◆ What the task requires:
Could you copy every line in the listing below that has the word "mapping"?

◆ Input:
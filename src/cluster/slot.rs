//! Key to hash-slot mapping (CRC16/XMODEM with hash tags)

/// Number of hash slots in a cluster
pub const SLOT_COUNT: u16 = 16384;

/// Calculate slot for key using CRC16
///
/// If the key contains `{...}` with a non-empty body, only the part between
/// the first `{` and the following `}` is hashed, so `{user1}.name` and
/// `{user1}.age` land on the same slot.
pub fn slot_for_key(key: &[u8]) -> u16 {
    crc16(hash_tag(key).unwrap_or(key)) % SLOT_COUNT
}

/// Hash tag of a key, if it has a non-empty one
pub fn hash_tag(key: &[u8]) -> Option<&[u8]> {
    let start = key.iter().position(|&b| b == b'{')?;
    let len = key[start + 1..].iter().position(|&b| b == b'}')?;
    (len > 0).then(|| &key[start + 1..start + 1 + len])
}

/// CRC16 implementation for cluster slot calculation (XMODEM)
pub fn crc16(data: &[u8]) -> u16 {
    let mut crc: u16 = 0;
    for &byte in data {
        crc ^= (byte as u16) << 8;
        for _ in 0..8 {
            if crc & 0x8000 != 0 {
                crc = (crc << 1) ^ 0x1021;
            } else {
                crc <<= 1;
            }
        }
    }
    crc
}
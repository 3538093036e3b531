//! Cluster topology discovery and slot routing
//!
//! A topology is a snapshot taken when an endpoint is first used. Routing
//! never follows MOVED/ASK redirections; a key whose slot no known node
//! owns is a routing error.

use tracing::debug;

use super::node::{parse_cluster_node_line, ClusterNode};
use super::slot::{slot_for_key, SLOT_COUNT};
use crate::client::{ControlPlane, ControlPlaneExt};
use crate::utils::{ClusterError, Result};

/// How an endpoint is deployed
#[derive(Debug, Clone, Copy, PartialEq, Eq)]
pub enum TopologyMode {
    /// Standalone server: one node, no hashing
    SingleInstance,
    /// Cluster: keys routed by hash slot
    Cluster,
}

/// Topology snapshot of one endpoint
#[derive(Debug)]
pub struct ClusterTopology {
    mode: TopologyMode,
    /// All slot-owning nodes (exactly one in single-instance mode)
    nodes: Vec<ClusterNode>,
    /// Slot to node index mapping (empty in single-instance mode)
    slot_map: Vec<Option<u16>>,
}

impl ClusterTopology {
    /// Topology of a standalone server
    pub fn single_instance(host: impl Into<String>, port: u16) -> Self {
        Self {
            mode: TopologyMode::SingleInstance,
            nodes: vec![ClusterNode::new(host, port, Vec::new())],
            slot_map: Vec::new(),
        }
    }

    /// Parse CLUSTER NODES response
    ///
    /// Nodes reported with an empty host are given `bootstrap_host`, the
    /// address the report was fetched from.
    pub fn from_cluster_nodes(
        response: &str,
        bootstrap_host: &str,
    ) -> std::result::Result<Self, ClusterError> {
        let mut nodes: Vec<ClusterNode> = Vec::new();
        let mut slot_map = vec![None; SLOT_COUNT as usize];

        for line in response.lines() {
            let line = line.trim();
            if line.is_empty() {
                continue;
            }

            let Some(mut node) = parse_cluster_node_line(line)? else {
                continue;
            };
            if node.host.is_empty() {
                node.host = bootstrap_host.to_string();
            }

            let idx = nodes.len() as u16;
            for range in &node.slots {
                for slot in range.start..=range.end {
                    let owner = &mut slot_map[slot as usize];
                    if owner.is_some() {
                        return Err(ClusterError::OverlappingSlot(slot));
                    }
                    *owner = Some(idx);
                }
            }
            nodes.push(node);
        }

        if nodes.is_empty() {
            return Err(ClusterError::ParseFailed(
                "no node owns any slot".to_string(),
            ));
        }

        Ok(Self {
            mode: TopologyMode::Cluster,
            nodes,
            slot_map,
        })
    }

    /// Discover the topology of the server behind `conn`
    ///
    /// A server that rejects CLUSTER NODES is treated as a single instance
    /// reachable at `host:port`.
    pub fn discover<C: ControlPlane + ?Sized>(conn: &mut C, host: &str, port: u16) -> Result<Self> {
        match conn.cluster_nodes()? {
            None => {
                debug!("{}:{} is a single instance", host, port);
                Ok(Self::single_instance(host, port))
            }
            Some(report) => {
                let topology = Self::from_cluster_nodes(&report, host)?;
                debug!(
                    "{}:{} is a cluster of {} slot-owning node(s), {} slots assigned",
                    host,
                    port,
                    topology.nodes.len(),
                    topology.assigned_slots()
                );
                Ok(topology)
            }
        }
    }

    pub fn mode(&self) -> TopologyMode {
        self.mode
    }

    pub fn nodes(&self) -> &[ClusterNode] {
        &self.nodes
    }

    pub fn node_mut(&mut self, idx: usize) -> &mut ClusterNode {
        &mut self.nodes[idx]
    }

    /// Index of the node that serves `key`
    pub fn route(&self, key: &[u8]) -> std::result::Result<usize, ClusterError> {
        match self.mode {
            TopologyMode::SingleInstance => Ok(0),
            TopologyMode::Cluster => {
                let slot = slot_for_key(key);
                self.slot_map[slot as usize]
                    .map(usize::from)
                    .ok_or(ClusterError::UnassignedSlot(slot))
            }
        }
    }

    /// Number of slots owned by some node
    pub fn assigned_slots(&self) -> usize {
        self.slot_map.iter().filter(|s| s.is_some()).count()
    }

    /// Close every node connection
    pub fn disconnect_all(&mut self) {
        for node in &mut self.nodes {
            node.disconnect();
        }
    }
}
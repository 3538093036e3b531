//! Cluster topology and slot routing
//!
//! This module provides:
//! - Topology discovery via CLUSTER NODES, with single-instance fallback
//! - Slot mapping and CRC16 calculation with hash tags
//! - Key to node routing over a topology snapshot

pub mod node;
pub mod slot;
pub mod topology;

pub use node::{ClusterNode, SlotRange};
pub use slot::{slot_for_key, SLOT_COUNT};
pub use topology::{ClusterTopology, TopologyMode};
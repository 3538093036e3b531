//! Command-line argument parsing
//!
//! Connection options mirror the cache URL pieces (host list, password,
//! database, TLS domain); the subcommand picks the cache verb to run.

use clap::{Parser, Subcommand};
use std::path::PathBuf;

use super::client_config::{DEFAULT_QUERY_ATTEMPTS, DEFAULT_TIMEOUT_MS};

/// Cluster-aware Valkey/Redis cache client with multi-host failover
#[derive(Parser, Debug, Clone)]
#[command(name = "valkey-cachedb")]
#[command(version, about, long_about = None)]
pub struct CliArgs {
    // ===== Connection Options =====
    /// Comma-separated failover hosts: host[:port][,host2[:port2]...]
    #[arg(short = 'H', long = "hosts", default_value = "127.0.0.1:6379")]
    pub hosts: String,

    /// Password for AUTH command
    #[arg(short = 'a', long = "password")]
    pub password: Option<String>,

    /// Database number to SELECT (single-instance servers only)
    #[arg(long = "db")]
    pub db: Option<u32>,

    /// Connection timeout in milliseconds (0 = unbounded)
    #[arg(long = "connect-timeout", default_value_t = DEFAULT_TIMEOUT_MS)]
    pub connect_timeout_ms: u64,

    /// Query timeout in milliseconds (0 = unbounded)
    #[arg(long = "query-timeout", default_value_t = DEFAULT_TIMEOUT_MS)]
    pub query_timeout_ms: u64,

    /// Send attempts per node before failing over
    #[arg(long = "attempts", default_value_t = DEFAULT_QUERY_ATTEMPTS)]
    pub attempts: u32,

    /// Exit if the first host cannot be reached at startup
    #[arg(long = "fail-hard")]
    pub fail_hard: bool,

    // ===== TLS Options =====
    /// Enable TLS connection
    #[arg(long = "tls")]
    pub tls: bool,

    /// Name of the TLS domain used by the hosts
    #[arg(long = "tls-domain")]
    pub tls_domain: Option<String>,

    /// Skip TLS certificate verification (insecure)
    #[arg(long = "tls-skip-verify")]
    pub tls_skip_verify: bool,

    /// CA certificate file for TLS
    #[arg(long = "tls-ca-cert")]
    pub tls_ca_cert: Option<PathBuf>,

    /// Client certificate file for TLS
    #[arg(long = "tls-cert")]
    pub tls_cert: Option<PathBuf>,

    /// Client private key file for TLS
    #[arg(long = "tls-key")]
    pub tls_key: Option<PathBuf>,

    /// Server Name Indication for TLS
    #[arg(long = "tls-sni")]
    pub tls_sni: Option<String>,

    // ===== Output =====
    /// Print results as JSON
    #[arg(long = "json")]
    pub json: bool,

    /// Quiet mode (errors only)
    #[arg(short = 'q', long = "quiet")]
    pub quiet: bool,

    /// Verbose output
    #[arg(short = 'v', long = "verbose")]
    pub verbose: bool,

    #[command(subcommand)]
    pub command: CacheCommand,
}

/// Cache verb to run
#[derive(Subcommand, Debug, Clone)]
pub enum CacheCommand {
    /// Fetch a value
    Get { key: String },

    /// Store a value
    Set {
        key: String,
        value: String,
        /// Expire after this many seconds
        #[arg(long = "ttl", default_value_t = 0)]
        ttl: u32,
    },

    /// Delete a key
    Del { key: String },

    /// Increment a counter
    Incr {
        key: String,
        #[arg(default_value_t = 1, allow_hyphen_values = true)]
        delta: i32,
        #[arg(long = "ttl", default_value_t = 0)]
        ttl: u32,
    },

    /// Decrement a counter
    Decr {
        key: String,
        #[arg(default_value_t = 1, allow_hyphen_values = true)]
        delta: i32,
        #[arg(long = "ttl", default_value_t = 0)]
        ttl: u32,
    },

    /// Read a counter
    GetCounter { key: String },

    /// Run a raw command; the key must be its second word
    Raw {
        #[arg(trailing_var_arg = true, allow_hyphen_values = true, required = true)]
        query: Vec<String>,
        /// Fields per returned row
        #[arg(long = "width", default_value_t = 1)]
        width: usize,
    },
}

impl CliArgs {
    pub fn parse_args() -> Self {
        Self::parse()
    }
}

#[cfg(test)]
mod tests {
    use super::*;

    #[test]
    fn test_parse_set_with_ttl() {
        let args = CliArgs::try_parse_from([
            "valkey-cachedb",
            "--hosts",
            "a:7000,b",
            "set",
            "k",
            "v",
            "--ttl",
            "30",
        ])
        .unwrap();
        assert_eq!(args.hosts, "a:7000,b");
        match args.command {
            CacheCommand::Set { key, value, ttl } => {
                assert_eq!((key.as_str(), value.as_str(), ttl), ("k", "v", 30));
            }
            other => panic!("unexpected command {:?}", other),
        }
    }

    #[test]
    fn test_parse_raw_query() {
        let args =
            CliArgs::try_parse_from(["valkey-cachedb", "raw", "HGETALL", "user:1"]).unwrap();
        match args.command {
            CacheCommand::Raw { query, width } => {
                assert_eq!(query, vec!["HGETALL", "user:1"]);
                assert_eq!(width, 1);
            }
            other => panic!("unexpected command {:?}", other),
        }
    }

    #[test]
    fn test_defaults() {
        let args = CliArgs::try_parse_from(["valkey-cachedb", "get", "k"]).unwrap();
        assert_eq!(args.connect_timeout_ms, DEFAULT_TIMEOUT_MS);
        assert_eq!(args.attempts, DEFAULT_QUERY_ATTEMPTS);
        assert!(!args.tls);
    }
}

◆ Result:
//! Key to hash-slot mapping (CRC16/XMODEM with hash tags)
    /// Slot to node index mapping (empty in single-instance mode)
//! - Slot mapping and CRC16 calculation with hash tags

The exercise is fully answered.